*RECORDS SUPPLIED*
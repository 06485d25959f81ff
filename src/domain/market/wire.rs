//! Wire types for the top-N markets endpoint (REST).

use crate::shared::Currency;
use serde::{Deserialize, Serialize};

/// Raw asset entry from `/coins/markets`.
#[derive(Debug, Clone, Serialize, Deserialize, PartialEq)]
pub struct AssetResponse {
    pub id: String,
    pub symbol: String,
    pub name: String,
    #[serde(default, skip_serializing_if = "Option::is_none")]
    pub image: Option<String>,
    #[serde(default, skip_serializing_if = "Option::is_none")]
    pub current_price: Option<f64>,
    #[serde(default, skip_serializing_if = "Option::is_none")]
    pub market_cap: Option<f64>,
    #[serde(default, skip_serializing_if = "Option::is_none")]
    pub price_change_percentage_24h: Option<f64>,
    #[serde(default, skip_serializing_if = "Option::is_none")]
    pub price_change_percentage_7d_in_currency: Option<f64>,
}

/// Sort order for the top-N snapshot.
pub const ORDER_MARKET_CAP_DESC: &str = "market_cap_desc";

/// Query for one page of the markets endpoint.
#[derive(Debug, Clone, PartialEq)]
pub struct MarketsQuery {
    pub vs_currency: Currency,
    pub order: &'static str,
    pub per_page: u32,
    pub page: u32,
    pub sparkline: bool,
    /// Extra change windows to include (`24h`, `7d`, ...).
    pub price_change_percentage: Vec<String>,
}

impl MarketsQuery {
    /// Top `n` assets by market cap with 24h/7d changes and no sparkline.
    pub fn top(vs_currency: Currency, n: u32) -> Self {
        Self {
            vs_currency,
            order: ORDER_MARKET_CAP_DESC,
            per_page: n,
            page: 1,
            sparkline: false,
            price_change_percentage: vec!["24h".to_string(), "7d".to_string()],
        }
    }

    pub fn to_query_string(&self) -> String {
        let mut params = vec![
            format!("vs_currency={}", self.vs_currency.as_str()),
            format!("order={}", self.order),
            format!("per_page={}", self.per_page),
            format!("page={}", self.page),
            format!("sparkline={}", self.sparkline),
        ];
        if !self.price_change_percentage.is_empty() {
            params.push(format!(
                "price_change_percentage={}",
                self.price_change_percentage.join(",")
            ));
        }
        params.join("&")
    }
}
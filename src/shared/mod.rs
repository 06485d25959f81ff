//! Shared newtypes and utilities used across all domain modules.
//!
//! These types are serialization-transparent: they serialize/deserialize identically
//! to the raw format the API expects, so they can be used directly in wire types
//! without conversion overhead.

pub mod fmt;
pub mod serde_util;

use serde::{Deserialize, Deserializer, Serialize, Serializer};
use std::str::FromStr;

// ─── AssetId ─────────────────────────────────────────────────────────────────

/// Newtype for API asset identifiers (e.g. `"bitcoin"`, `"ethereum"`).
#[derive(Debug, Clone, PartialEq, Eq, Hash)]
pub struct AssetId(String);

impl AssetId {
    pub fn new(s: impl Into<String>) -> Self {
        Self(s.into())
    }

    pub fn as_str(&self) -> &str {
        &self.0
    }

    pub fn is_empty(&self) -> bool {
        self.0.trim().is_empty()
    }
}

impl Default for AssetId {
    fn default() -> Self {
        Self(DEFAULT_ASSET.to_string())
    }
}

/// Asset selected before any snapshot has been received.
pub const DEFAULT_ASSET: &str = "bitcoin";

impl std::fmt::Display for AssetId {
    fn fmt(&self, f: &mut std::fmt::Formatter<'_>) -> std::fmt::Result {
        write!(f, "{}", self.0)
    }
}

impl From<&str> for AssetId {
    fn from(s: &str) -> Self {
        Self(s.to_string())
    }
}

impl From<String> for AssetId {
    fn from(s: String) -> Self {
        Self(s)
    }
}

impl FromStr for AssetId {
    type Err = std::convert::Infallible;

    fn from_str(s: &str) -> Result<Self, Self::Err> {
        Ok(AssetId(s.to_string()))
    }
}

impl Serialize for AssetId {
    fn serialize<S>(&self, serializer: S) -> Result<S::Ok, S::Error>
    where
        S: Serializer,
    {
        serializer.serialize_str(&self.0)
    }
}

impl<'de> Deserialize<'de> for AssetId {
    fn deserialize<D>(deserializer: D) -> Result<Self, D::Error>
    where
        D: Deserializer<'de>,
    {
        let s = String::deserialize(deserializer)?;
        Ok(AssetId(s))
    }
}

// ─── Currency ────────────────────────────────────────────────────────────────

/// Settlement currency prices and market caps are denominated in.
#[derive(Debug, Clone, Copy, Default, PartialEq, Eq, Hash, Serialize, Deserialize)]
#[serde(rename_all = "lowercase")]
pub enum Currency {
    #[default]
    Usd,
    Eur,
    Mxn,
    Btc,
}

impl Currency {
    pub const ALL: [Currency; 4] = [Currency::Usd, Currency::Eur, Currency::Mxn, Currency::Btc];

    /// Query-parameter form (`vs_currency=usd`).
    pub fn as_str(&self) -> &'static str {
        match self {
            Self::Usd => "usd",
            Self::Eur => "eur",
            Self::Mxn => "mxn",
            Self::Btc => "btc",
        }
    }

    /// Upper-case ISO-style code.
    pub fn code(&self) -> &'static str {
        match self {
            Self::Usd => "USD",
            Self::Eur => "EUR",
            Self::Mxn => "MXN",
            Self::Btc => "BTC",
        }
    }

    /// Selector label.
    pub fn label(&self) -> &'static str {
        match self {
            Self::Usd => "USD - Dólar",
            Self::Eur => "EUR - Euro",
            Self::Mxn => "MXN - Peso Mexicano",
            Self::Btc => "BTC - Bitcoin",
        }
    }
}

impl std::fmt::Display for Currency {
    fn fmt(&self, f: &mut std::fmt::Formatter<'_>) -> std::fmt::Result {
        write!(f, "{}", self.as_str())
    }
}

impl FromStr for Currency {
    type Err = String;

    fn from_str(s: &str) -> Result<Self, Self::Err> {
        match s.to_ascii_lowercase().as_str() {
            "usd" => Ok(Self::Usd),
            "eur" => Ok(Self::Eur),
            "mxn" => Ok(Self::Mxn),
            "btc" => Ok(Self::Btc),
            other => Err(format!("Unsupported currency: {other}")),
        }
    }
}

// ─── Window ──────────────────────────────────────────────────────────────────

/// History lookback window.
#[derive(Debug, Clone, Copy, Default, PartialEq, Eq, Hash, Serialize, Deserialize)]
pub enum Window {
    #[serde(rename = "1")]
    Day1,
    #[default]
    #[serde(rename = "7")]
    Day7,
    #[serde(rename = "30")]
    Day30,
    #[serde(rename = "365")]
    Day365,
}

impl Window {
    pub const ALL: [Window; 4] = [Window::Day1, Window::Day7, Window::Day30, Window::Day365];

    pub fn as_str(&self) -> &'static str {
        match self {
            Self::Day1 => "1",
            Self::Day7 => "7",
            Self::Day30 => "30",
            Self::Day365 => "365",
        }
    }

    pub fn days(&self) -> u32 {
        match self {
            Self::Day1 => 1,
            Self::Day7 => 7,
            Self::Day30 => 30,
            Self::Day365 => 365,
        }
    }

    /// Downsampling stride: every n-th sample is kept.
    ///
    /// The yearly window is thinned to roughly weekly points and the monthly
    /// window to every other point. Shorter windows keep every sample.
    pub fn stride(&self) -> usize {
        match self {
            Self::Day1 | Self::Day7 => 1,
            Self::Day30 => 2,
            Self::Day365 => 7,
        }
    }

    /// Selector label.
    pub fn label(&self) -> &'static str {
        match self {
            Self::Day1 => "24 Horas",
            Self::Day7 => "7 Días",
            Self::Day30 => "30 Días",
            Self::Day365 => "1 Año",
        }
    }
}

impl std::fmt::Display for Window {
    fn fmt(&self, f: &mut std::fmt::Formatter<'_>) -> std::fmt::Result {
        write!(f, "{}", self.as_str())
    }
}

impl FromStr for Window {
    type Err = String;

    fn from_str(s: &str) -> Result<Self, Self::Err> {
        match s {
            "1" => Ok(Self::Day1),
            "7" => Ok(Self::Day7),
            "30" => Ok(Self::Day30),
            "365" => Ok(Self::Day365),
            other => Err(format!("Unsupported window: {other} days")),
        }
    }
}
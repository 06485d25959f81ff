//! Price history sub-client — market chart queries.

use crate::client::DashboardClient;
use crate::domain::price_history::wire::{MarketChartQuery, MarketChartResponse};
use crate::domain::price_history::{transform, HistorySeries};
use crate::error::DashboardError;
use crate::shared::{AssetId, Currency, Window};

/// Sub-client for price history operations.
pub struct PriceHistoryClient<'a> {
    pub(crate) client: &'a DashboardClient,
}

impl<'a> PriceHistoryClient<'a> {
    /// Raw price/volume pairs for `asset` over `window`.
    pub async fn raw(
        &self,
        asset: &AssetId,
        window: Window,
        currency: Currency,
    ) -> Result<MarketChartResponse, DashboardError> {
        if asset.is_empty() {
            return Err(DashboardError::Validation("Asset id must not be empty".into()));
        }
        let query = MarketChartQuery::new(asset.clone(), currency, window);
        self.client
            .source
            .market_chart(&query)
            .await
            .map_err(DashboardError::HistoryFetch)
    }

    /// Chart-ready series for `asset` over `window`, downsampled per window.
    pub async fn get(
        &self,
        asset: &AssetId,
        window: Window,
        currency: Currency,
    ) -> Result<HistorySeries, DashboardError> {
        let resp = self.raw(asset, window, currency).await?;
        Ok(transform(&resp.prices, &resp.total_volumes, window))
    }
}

*WHAT YOU SHOULD DO*
Find out how many lines in the entries above hold "DashboardClient", then reply with that figure and nothing else.

*ANSWER AREA*
2